Why you shouldn’t shave your legs, and what to do with a deer carcass?

I have fallen behind with posting on the blog as I have hardly been in town. I have been doing 20 mile days for a while to make a rendezvous in northern Virginia with my American family. This is the first catch up.

Day 35: Shadow of death


It was 22 April and it was a frosty morning after a cold night which had us all tossing and turning in our tents and waking up several times. By the time I had struck my tent, my hands were numb and I was pretty cold. This had the effect, of making me go too fast in the first few miles in an effort to warm up again. There were a lot of beautiful ice crystals once out of the trees and on the grassy fringes of the Grayson Highlands.

A little later back in the woods, I saw something that I never had before. I have found that before the leaves appear on the trees, I almost always notice birds of prey when looking down rather than up.
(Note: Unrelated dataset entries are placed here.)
impl Hierarchy {
    /// Builds one layer per config, bottom first, then the prediction head.
    pub fn create_random<B: ComputeBackend + ?Sized>(
        configs: &[LayerConfig],
        prediction_radius_e: u32,
        prediction_radius_i: u32,
        init: &InitParams,
        input_coding: InputCoding,
        backend: &mut B,
        rng: &mut Prng,
    ) -> Result<Self> {
        let input = configs
            .first()
            .map(|c| c.e_feed_forward)
            .ok_or(Error::InvalidConfig("a hierarchy needs at least one layer"))?;
        check_chain(input, configs)?;
        if prediction_radius_e > LayerConfig::MAX_RADIUS
            || prediction_radius_i > LayerConfig::MAX_RADIUS
        {
            return Err(Error::InvalidConfig("prediction radius exceeds MAX_RADIUS"));
        }

        let layers = configs
            .iter()
            .map(|config| Layer::create_random(config, init, backend, rng))
            .collect::<Result<Vec<_>>>()?;
        let bottom = &configs[0];

        let prediction = pair(backend, input)?;
        let e_activity = pair(backend, bottom.e)?;
        let i_activity = pair(backend, bottom.i)?;
        let e_forecast_source = backend.allocate(bottom.e.field())?;
        let i_forecast_source = backend.allocate(bottom.i.field())?;

        let seed = rng.seed_pair();
        let prediction_from_e = Weights2D::create_random(
            backend,
            ReceptiveField::new(bottom.e, input, prediction_radius_e),
            init.e_weights,
            seed,
            0,
        )?;
        let prediction_from_i = Weights2D::create_random(
            backend,
            ReceptiveField::new(bottom.i, input, prediction_radius_i),
            init.e_weights,
            seed,
            1,
        )?;

        let input_spikes = match input_coding {
            InputCoding::Analog => None,
            InputCoding::Spiking => Some(InputSpikes {
                timers: pair(backend, input)?,
                history: pair(backend, input)?,
                spikes: backend.allocate(input.field())?,
            }),
        };

        debug!(
            layers = layers.len(),
            input = %input,
            coding = ?input_coding,
            backend = backend.name(),
            "hierarchy created"
        );

        Ok(Self {
            input,
            layers,
            prediction,
            e_activity,
            i_activity,
            e_forecast_source,
            i_forecast_source,
            prediction_from_e,
            prediction_from_i,
            input_spikes,
        })
    }

    /// Validates `config` and builds the network it describes, seeding from
    /// `config.seed`.
    pub fn from_config<B: ComputeBackend + ?Sized>(
        config: &NetworkConfig,
        backend: &mut B,
    ) -> Result<Self> {
        config.validate()?;
        let mut rng = Prng::new(config.seed);
        Self::create_random(
            &config.layer_configs()?,
            config.prediction_radius_e,
            config.prediction_radius_i,
            &config.init,
            config.input_coding,
            backend,
            &mut rng,
        )
    }

    /// Allocates the zero 1x1 tensor fed to the top layer as feedback.
    pub fn allocate_neutral<B: ComputeBackend + ?Sized>(backend: &mut B) -> Result<Tensor> {
        Ok(backend.allocate(Extent::UNIT.field())?)
    }

    pub fn input_extent(&self) -> Extent {
        self.input
    }

    pub fn layers(&self) -> &[Layer] {
        &self.layers
    }

    pub fn prediction(&self) -> &DoubleBuffer {
        &self.prediction
    }

    pub fn e_activity(&self) -> &DoubleBuffer {
        &self.e_activity
    }

    pub fn i_activity(&self) -> &DoubleBuffer {
        &self.i_activity
    }

    pub fn prediction_weights(&self) -> (&Weights2D, &Weights2D) {
        (&self.prediction_from_e, &self.prediction_from_i)
    }

    pub fn input_spikes(&self) -> Option<&InputSpikes> {
        self.input_spikes.as_ref()
    }

    fn check_io(&self, input: Tensor, neutral: Tensor) -> Result<()> {
        Error::check_shape("input", self.input.field(), input.shape())?;
        Error::check_shape("neutral feedback", Extent::UNIT.field(), neutral.shape())
    }

    /// Settles every layer on `input` for `iterations` rounds.
    ///
    /// Each round runs the excitatory sweep bottom-up, then the inhibitory
    /// sweep top-down, so every layer sees this round's output of its
    /// neighbours. The bottom layer's activity averaged over the rounds ends
    /// up in `e_activity().previous()` / `i_activity().previous()`.
    pub fn update<B: ComputeBackend + ?Sized>(
        &mut self,
        backend: &mut B,
        input: Tensor,
        neutral: Tensor,
        params: &ActivationParams,
        iterations: u32,
    ) -> Result<()> {
        self.check_io(input, neutral)?;
        if iterations == 0 {
            return Err(Error::InvalidConfig("settling needs at least one iteration"));
        }
        params.validate()?;
        trace!(iterations, "update");

        for layer in &self.layers {
            layer.ex_step_begin(backend)?;
        }
        for sums in [&self.e_activity, &self.i_activity] {
            backend.fill(sums.previous(), 0.0)?;
            backend.fill(sums.current(), 0.0)?;
        }

        let scale = 1.0 / iterations as f32;
        let top = self.layers.len() - 1;
        for _ in 0..iterations {
            let bottom_input = match &self.input_spikes {
                Some(spikes) => {
                    backend.dispatch(&Dispatch::EncodeInput(EncodeInputArgs {
                        input,
                        timers_prev: spikes.timers.previous(),
                        history_prev: spikes.history.previous(),
                        timers: spikes.timers.current(),
                        spikes: spikes.spikes,
                        history: spikes.history.current(),
                        history_rate: params.short_average_rate_inv,
                    }))?;
                    spikes.spikes
                }
                None => input,
            };

            for l in 0..=top {
                let feed_forward = if l == 0 {
                    bottom_input
                } else {
                    self.layers[l - 1].e().states.current()
                };
                self.layers[l].e_activate(backend, feed_forward, params)?;
            }
            for l in (0..=top).rev() {
                let feed_back = if l == top {
                    neutral
                } else {
                    self.layers[l + 1].i().states.current()
                };
                self.layers[l].i_activate(backend, feed_back, params)?;
            }

            let bottom = &self.layers[0];
            for (states, sums) in [
                (bottom.e().states.current(), &self.e_activity),
                (bottom.i().states.current(), &self.i_activity),
            ] {
                backend.dispatch(&Dispatch::SumActivity(SumActivityArgs {
                    states,
                    sums_prev: sums.previous(),
                    sums: sums.current(),
                    scale,
                }))?;
            }

            for layer in &mut self.layers {
                layer.sim_step_end();
            }
            self.e_activity.swap();
            self.i_activity.swap();
            if let Some(spikes) = &mut self.input_spikes {
                spikes.timers.swap();
                spikes.history.swap();
            }
        }
        Ok(())
    }

    /// Runs `Layer::learn` bottom-up with context from the neighbours.
    ///
    /// Layer 0 learns against the raw input (its spike history under spiking
    /// input coding); the top layer takes `neutral` as its feedback context.
    pub fn learn<B: ComputeBackend + ?Sized>(
        &self,
        backend: &mut B,
        input: Tensor,
        neutral: Tensor,
        rates: &LearnRates,
        sparsity: &SparsityTargets,
    ) -> Result<()> {
        self.check_io(input, neutral)?;
        rates.validate()?;
        sparsity.validate()?;
        let top = self.layers.len() - 1;
        for (l, layer) in self.layers.iter().enumerate() {
            let ff_short = if l > 0 {
                self.layers[l - 1].e().short_averages.previous()
            } else if let Some(spikes) = &self.input_spikes {
                spikes.history.previous()
            } else {
                input
            };
            let (fb_short, fb_long) = if l == top {
                (neutral, neutral)
            } else {
                let above = self.layers[l + 1].i();
                (above.short_averages.previous(), above.long_averages.previous())
            };
            layer.learn(backend, ff_short, fb_short, fb_long, rates, sparsity)?;
        }
        Ok(())
    }

    /// Forecasts the next input from the settled bottom-layer activity.
    pub fn predict<B: ComputeBackend + ?Sized>(&self, backend: &mut B) -> Result<()> {
        backend.dispatch(&Dispatch::Predict(PredictArgs {
            e_activity: self.e_activity.previous(),
            i_activity: self.i_activity.previous(),
            e_weights: self.prediction_from_e.previous(),
            i_weights: self.prediction_from_i.previous(),
            prediction: self.prediction.current(),
            e_field: self.prediction_from_e.field(),
            i_field: self.prediction_from_i.field(),
        }))?;
        Ok(())
    }

    /// Delta rule on the prediction head: moves the previous forecast
    /// toward `truth`.
    pub fn learn_prediction<B: ComputeBackend + ?Sized>(
        &self,
        backend: &mut B,
        truth: Tensor,
        alpha: f32,
    ) -> Result<()> {
        Error::check_shape("ground truth", self.input.field(), truth.shape())?;
        if !alpha.is_finite() || alpha < 0.0 {
            return Err(Error::InvalidConfig("prediction alpha must be finite and non-negative"));
        }
        backend.dispatch(&Dispatch::PredictionLearn(PredictionLearnArgs {
            e_source: self.e_forecast_source,
            i_source: self.i_forecast_source,
            truth,
            prediction_prev: self.prediction.previous(),
            e_weights_prev: self.prediction_from_e.previous(),
            i_weights_prev: self.prediction_from_i.previous(),
            e_weights: self.prediction_from_e.current(),
            i_weights: self.prediction_from_i.current(),
            e_field: self.prediction_from_e.field(),
            i_field: self.prediction_from_i.field(),
            alpha,
        }))?;
        Ok(())
    }

    /// Publishes learned weights: layers first, then the prediction head.
    pub fn step_end(&mut self) {
        for layer in &mut self.layers {
            layer.ex_step_end();
        }
        self.prediction_from_e.swap();
        self.prediction_from_i.swap();
    }

    /// Publishes the forecast and retains the activity it was made from.
    pub fn prediction_end(&mut self) {
        self.prediction.swap();
        self.e_forecast_source = self.e_activity.replace_previous(self.e_forecast_source);
        self.i_forecast_source = self.i_activity.replace_previous(self.i_forecast_source);
    }

    /// One full training cycle on `input`.
    pub fn step<B: ComputeBackend + ?Sized>(
        &mut self,
        backend: &mut B,
        input: Tensor,
        neutral: Tensor,
        params: &StepParams,
    ) -> Result<()> {
        self.update(backend, input, neutral, &params.activation, params.iterations)?;
        self.learn(backend, input, neutral, &params.learn, &params.sparsity)?;
        self.learn_prediction(backend, input, params.prediction_alpha)?;
        self.step_end();
        self.predict(backend)?;
        self.prediction_end();
        Ok(())
    }

    /// Latest published forecast.
    pub fn read_prediction<B: ComputeBackend + ?Sized>(&self, backend: &mut B) -> Result<Vec<f32>> {
        Ok(backend.readback(self.prediction.previous())?)
    }

    /// Sets every input spike timer to `phase`. No-op under analog coding.
    pub fn set_input_phase<B: ComputeBackend + ?Sized>(
        &self,
        backend: &mut B,
        phase: f32,
    ) -> Result<()> {
        if let Some(spikes) = &self.input_spikes {
            backend.fill(spikes.timers.previous(), phase)?;
            backend.fill(spikes.timers.current(), phase)?;
        }
        Ok(())
    }

    pub fn stats<B: ComputeBackend + ?Sized>(&self, backend: &mut B) -> Result<Vec<LayerStats>> {
        self.layers.iter().map(|l| l.stats(backend)).collect()
    }
}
This is because when the sun is out and the birds are flying low above the trees, their shadows swoop over the carpet of dead leaves. Sometimes it is an eagle, and sometimes a vulture. Or maybe, as on this occasion, a raven. It did a couple of circles above me and then went to the top of a dead tree trunk. Initially I thought it was struggling to keep its balance as there was a lot of flapping of its wings, and swaying backwards and forwards. But it was attempting to extract something from the tree. Once it had succeeded, as it began to fly off, it dropped something to the ground. The Raven followed it down and there was a short battle amongst the dead leaves, in which a fledgling attempted to escape. It lost. And the Raven flew off with it.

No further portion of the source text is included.